Saved data entries
+ + + + + + +

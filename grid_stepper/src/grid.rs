// grid.rs - Cell grid storage shared by both halves of the buffer pair

use std::fmt;

/// Default edge length of the simulated square grid.
pub const GRID_SIZE: usize = 16;

/// Largest cell count a single state buffer may hold (128 MiB of `u32` cells).
pub const MAX_CELLS: usize = (128 * 1024 * 1024) / std::mem::size_of::<CellState>();

pub type CellState = u32;

pub const DEAD: CellState = 0;
pub const ALIVE: CellState = 1;

/// A fixed-size 2D grid of cells, stored row-major.
#[derive(Clone, PartialEq, Eq)]
pub struct CellGrid {
    width: usize,
    height: usize,
    cells: Vec<CellState>,
}

impl CellGrid {
    /// Allocates a grid with every cell dead. Callers validate dimensions first.
    pub fn zeroed(width: usize, height: usize) -> Self {
        Self {
            width,
            height,
            cells: vec![DEAD; width * height],
        }
    }

    /// Overwrites every cell from `seed(row, col)`.
    pub(crate) fn fill_with<F>(&mut self, seed: F)
    where
        F: Fn(usize, usize) -> CellState,
    {
        for row in 0..self.height {
            for col in 0..self.width {
                let idx = row * self.width + col;
                self.cells[idx] = seed(row, col);
            }
        }
    }

    pub fn width(&self) -> usize {
        self.width
    }

    pub fn height(&self) -> usize {
        self.height
    }

    pub fn len(&self) -> usize {
        self.cells.len()
    }

    pub fn is_empty(&self) -> bool {
        self.cells.is_empty()
    }

    #[inline]
    pub fn index_of(&self, row: usize, col: usize) -> usize {
        row * self.width + col
    }

    /// Cell state at `(row, col)`, or `None` outside the grid.
    pub fn get(&self, row: usize, col: usize) -> Option<CellState> {
        if row < self.height && col < self.width {
            Some(self.cells[self.index_of(row, col)])
        } else {
            None
        }
    }

    pub fn is_alive(&self, row: usize, col: usize) -> bool {
        self.get(row, col).is_some_and(|c| c != DEAD)
    }

    /// Sets a cell; out-of-bounds coordinates are ignored.
    pub fn set(&mut self, row: usize, col: usize, state: CellState) {
        if row < self.height && col < self.width {
            let idx = self.index_of(row, col);
            self.cells[idx] = state;
        }
    }

    pub fn row(&self, row: usize) -> &[CellState] {
        let start = row * self.width;
        &self.cells[start..start + self.width]
    }

    pub fn row_mut(&mut self, row: usize) -> &mut [CellState] {
        let start = row * self.width;
        &mut self.cells[start..start + self.width]
    }

    pub fn cells(&self) -> &[CellState] {
        &self.cells
    }

    pub fn live_count(&self) -> usize {
        self.cells.iter().filter(|&&c| c != DEAD).count()
    }

    /// Live neighbours in the Moore neighbourhood, wrapping at the edges.
    pub fn count_neighbors_wrapping(&self, row: usize, col: usize) -> u8 {
        let height = self.height as isize;
        let width = self.width as isize;
        let mut count = 0;
        for dr in -1..=1isize {
            for dc in -1..=1isize {
                // Skip the center cell
                if dr == 0 && dc == 0 {
                    continue;
                }
                let nr = (row as isize + dr).rem_euclid(height) as usize;
                let nc = (col as isize + dc).rem_euclid(width) as usize;
                if self.cells[nr * self.width + nc] != DEAD {
                    count += 1;
                }
            }
        }
        count
    }
}

impl fmt::Debug for CellGrid {
    fn fmt(&self, f: &mut fmt::Formatter<'_>) -> fmt::Result {
        f.debug_struct("CellGrid")
            .field("width", &self.width)
            .field("height", &self.height)
            .field("live", &self.live_count())
            .finish()
    }
}
// compute.rs - Compute collaborator: next buffer from current buffer

use std::sync::Arc;

use log::{debug, error};

use crate::error::ComputeError;
use crate::grid::{ALIVE, CellGrid, CellState, DEAD};

/// Writes the next generation into `next` from `current`.
///
/// Implementations must overwrite every cell of `next`; the stepper never
/// clears it between steps.
pub trait ComputeStep {
    fn compute(&mut self, current: &CellGrid, next: &mut CellGrid, step: u64) -> Result<(), ComputeError>;
}

/// Conway's rule: birth on 3, survival on 2 or 3.
#[inline]
pub fn life_rule(alive: bool, neighbors: u8) -> CellState {
    match (alive, neighbors) {
        (true, 2) | (true, 3) => ALIVE, // Survival
        (false, 3)            => ALIVE, // Birth
        _                     => DEAD,  // Death or stays dead
    }
}

/// Row coroutine that evaluates one row of the next generation.
async fn process_row(row_index: usize, current: Arc<CellGrid>) -> (usize, Vec<CellState>) {
    let mut row_result = Vec::with_capacity(current.width());
    for col in 0..current.width() {
        let count = current.count_neighbors_wrapping(row_index, col);
        row_result.push(life_rule(current.is_alive(row_index, col), count));

        tokio::task::yield_now().await; // Cooperative yielding
    }
    (row_index, row_result)
}

/// Life on a torus, one tokio task per row.
pub struct LifeCompute {
    runtime: tokio::runtime::Runtime,
}

impl LifeCompute {
    pub fn new() -> Result<Self, ComputeError> {
        let runtime = tokio::runtime::Builder::new_multi_thread()
            .thread_name("life-row")
            .enable_all()
            .build()?;
        Ok(Self { runtime })
    }
}

impl ComputeStep for LifeCompute {
    fn compute(&mut self, current: &CellGrid, next: &mut CellGrid, step: u64) -> Result<(), ComputeError> {
        if current.width() != next.width() || current.height() != next.height() {
            return Err(ComputeError::DimensionMismatch {
                current: (current.width(), current.height()),
                next: (next.width(), next.height()),
            });
        }

        // Row tasks need 'static input
        let snapshot = Arc::new(current.clone());

        self.runtime.block_on(async {
            let mut handles = Vec::with_capacity(snapshot.height());
            for row in 0..snapshot.height() {
                handles.push((row, tokio::spawn(process_row(row, Arc::clone(&snapshot)))));
            }

            for (row, handle) in handles {
                let (row_index, completed_row) = handle.await.map_err(|source| {
                    error!("Row task {} failed at step {}: {}", row, step, source);
                    ComputeError::RowTask { row, source }
                })?;
                next.row_mut(row_index).copy_from_slice(&completed_row);
            }
            Ok::<(), ComputeError>(())
        })?;

        debug!("Computed step {} ({} live)", step, next.live_count());
        Ok(())
    }
}

#[cfg(test)]
mod tests {
    use super::*;

    fn grid_with(width: usize, height: usize, cells: &[(usize, usize)]) -> CellGrid {
        let mut grid = CellGrid::zeroed(width, height);
        for &(r, c) in cells {
            grid.set(r, c, ALIVE);
        }
        grid
    }

    #[test]
    fn test_life_rule() {
        assert_eq!(life_rule(true, 2), ALIVE);
        assert_eq!(life_rule(true, 3), ALIVE);
        assert_eq!(life_rule(true, 4), DEAD);
        assert_eq!(life_rule(true, 1), DEAD);
        assert_eq!(life_rule(false, 3), ALIVE);
        assert_eq!(life_rule(false, 2), DEAD);
    }

    #[test]
    fn test_blinker_flips() {
        let mut compute = LifeCompute::new().unwrap();
        let current = grid_with(5, 5, &[(2, 1), (2, 2), (2, 3)]);
        let mut next = CellGrid::zeroed(5, 5);

        compute.compute(&current, &mut next, 0).unwrap();

        assert_eq!(next.live_count(), 3);
        assert!(next.is_alive(1, 2));
        assert!(next.is_alive(2, 2));
        assert!(next.is_alive(3, 2));
    }

    #[test]
    fn test_next_is_fully_overwritten() {
        let mut compute = LifeCompute::new().unwrap();
        let current = CellGrid::zeroed(4, 4);
        let mut next = grid_with(4, 4, &[(0, 0), (1, 1), (3, 3)]);

        compute.compute(&current, &mut next, 3).unwrap();
        assert_eq!(next.live_count(), 0);
    }

    #[test]
    fn test_dimension_mismatch() {
        let mut compute = LifeCompute::new().unwrap();
        let current = CellGrid::zeroed(4, 4);
        let mut next = CellGrid::zeroed(4, 3);

        let err = compute.compute(&current, &mut next, 0).unwrap_err();
        assert!(matches!(err, ComputeError::DimensionMismatch { .. }));
    }
}
// error.rs - Error types for the stepper and its collaborators

use std::path::PathBuf;

/// Raised by [`GridStepper::initialize`](crate::GridStepper::initialize).
#[derive(Debug, thiserror::Error, PartialEq, Eq)]
pub enum StepperError {
    #[error("invalid grid dimension {width}x{height}")]
    InvalidDimension { width: usize, height: usize },
}

#[derive(Debug, thiserror::Error)]
pub enum ComputeError {
    #[error("row task {row} failed: {source}")]
    RowTask {
        row: usize,
        #[source]
        source: tokio::task::JoinError,
    },

    #[error("buffer size mismatch: current is {current:?}, next is {next:?}")]
    DimensionMismatch {
        current: (usize, usize),
        next: (usize, usize),
    },

    #[error("compute runtime unavailable: {0}")]
    Runtime(#[from] std::io::Error),
}

#[derive(Debug, thiserror::Error)]
pub enum RenderError {
    #[error("render output failed: {0}")]
    Io(#[from] std::io::Error),

    /// For render targets outside this crate (window surfaces, GPU
    /// contexts) that can be lost or not yet created.
    #[error("render target unavailable: {0}")]
    Unavailable(String),
}

/// Failure of one driver frame, carrying whichever collaborator failed.
#[derive(Debug, thiserror::Error)]
pub enum FrameError {
    #[error("compute step failed: {0}")]
    Compute(#[from] ComputeError),

    #[error("render step failed: {0}")]
    Render(#[from] RenderError),
}

#[derive(Debug, thiserror::Error)]
pub enum ConfigError {
    #[error("failed to read config {}: {source}", path.display())]
    Io {
        path: PathBuf,
        #[source]
        source: std::io::Error,
    },

    #[error("failed to parse config: {0}")]
    Parse(#[from] serde_json::Error),

    #[error("invalid config: {0}")]
    Invalid(String),
}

+ + + + + + +

- **ASSIGNMENT**
Set aside each line above that includes the string "false" and report it.

- **ANSWER SPACE**
        (false, 3)            => ALIVE, // Birth
        assert_eq!(life_rule(false, 3), ALIVE);
        assert_eq!(life_rule(false, 2), DEAD);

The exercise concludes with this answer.